Bereits jetzt seien dort wertvolle Biotope zu finden, ebenso seltene Pflanzen und Tierarten.
Das Areal soll zu einem Natura 2000 Gebiet entwickelt werden – also einem Schutzgebiet, in dem gefährdete Arten und Lebensräume für die Zukunft erhalten werden. In Wien gibt es bereits fünf dieser Gebiete:
die Wiener Teile des Nationalparks Donau-Auen
der Bisamberg
das Landschaftsschutzgebiet Liesing
Naturschutzgebiet Lainzer Tiergarten
der Orchideen-Kalk-Buchenwald Leopoldsberg
Man bewahre naturnahe Lebensräume und bedrohte Arten unter anderem deswegen, weil man eine "Großstadt mit Verantwortung für die Bewohnerinnen und Bewohner" sei, wie Michael Kienesberger, Leiter der Wiener Umweltschutzabteilung sagt.
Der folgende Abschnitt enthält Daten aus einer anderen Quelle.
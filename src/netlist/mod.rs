//! Netlist front end.
//!
//! Reads SPICE-style instance lines and turns them into a [`CircuitGraph`]
//! over the catalog vocabulary. Only the topology matters: device
//! parameters after the model name are ignored.
//!
//! # Grammar Overview
//!
//! ```text
//! netlist   = { line }
//! line      = comment | instance | other | empty
//! comment   = '*' { any_char }            (first non-blank character)
//! instance  = name '(' { net } ')' model { param }
//! other     = any line not starting with `name '('`   (skipped)
//! ```
//!
//! # Models
//!
//! | Model | Device | Net order |
//! |-------|--------|-----------|
//! | `nmos4`, `nmos` | `NM` | D G S B |
//! | `pmos4`, `pmos` | `PM` | D G S B |
//! | `npn` | `NPN` | C B E |
//! | `pnp` | `PNP` | C B E |
//! | `resistor` | `R` | two terminals |
//! | `capacitor` | `C` | two terminals |
//! | `inductor` | `L` | two terminals |
//! | `diode` | `DIO` | P N |
//!
//! Other analog models are skipped with a warning; digital models and
//! clock/logic nets reject the whole netlist.
//!
//! # Example
//!
//! ```text
//! * common-source stage
//! MM0 (VOUT1 VIN1 VSS VSS) nmos4 w=1u l=180n
//! R0 (VDD VOUT1) resistor r=10k
//! ```

mod ast;
mod build;
mod lexer;
mod parser;

pub use ast::*;
pub use build::{build_graph, check_digital, resolve_port, BuildConfig, DIGITAL_MODELS, DIGITAL_NETS};
pub use lexer::{Lexer, Token, TokenKind};
pub use parser::Parser;

use crate::circuit::CircuitGraph;
use crate::error::Result;

/// Parse a netlist string into an AST.
pub fn parse(input: &str) -> Result<NetlistAst> {
    let lexer = Lexer::new(input);
    let mut parser = Parser::new(lexer)?;
    parser.parse()
}

/// Parse a netlist file.
#[cfg(feature = "cli")]
pub fn parse_file(path: &std::path::Path) -> Result<NetlistAst> {
    let content = std::fs::read_to_string(path).map_err(|e| crate::error::TopoSeqError::FileRead {
        path: path.display().to_string(),
        source: e,
    })?;
    parse(&content)
}

/// Parse a netlist and build its graph in one step.
pub fn graph_from_netlist(input: &str, config: &BuildConfig) -> Result<CircuitGraph> {
    let ast = parse(input)?;
    build_graph(&ast, config)
}

#[cfg(test)]
mod tests {
    use super::*;
    use crate::circuit::CircuitType;

    #[test]
    fn test_graph_from_netlist() {
        let input = "\
* common-source stage
subckt cs VIN1 VOUT1
MM0 (VOUT1 VIN1 VSS VSS) nmos4 w=1u l=180n
R0 (VDD VOUT1) resistor r=10k
ends cs
";
        let config = BuildConfig::new().with_circuit_type(CircuitType::General);
        let graph = graph_from_netlist(input, &config).unwrap();
        assert_eq!(graph.devices().len(), 2);
        assert_eq!(graph.nets().len(), 4);
        assert_eq!(graph.edges().len(), 5);
        assert_eq!(graph.circuit_type(), Some(CircuitType::General));
    }
}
Ein weiterer Vorteil: Breitenlee soll künftig als natürliche Klimaanlage für die Stadt und den 22. Bezirk dienen.
Breitenlee ist ein Leitprojekt in der Biodiversitätsstrategie der Stadt Wien, die gerade erarbeitet wird. Neben Aktionsplänen zu Wäldern und Gewässern liege der Schwerpunkt in der Förderung von Artenvielfalt, sagt Czernohorszky. "Gesund und artenreiche Ökosysteme binden und speichern Kohlenstoff, stabilisieren das Klima, mildern extreme Wetterereignisse und stärken die Stadt in ihrer Anpassungsfähigkeit an die Folgen des Klimawandels."
Man orientiere sich dabei an den Zielen der Vereinten Nationen, der EU und der Bundesregierung. In manchen Bereichen, wie etwa bei den Renaturierungszielen der EU, wolle man vorausgehen.
Dabei sei natürlich auch wichtig, die Bevölkerung zu sensibilisieren und auf den Naturschutz einzuschwören. Im Berliner Park gelingt das in vielerlei Hinsicht.
Hier ist kein Zaun nötig
In den geschützten Gebieten gibt es leicht erhabene Wege. "Nichts ist abgesperrt, die Besucherinnen und Besucher wissen aber dadurch genau, dass sie die Wiesen dort nicht betreten dürfen", erklärt Suhrhoff. "Die Schwelle hält die Leute genauso effektiv von den Wiesen fern wie ein Zaun."
Diese subtile Art, auf den Schutz hinzuweisen, kann sich Czernohorszky auch gut für Wien vorstellen.
Eine Jahreskarte für Graffiti-Sprayer
Die soziale Kontrolle sei auch sehr ausgeprägt. Verhält man sich nicht achtsam genug, wird man von anderen Besuchern darauf hingewiesen. Das gilt übrigens auch für den Bereich für die Sprayer. "Es gibt bereits mehr als 20 Sprayer, die eine Jahreskarte für den Park haben", so Suhrhoff. "Diese sagen den Jungen, dass man sich an die Regeln halten müsse, weil das Sprayen sonst ganz verboten wird."
Nichts ist abgesperrt, die Besucherinnen und Besucher wissen aber dadurch genau, dass sie die Wiesen dort nicht betreten dürfen. Die Schwelle hält die Leute genauso effektiv von den Wiesen fern wie ein Zaun.
von Rita Suhrhoff
Grün Berlin
Eintritt in Wien ist gratis
Eines will man sich definitiv nicht von Berlin abschauen: den Eintritt für den Park. Zwar zahlt man dafür nur einen Euro, aber für Wien sei das kein Thema sagt Czernohorszky. "Die Areale gehören den Wienerinnen und Wiener, sie können sie also auch gratis benutzen." Ein bisschen wird es aber noch dauern, der schrittweise Ausbau des Schutzgebiets ist für zehn Jahre anberaumt.
Die Reise nach Berlin erfolgte auf Einladung der Stadt Wien.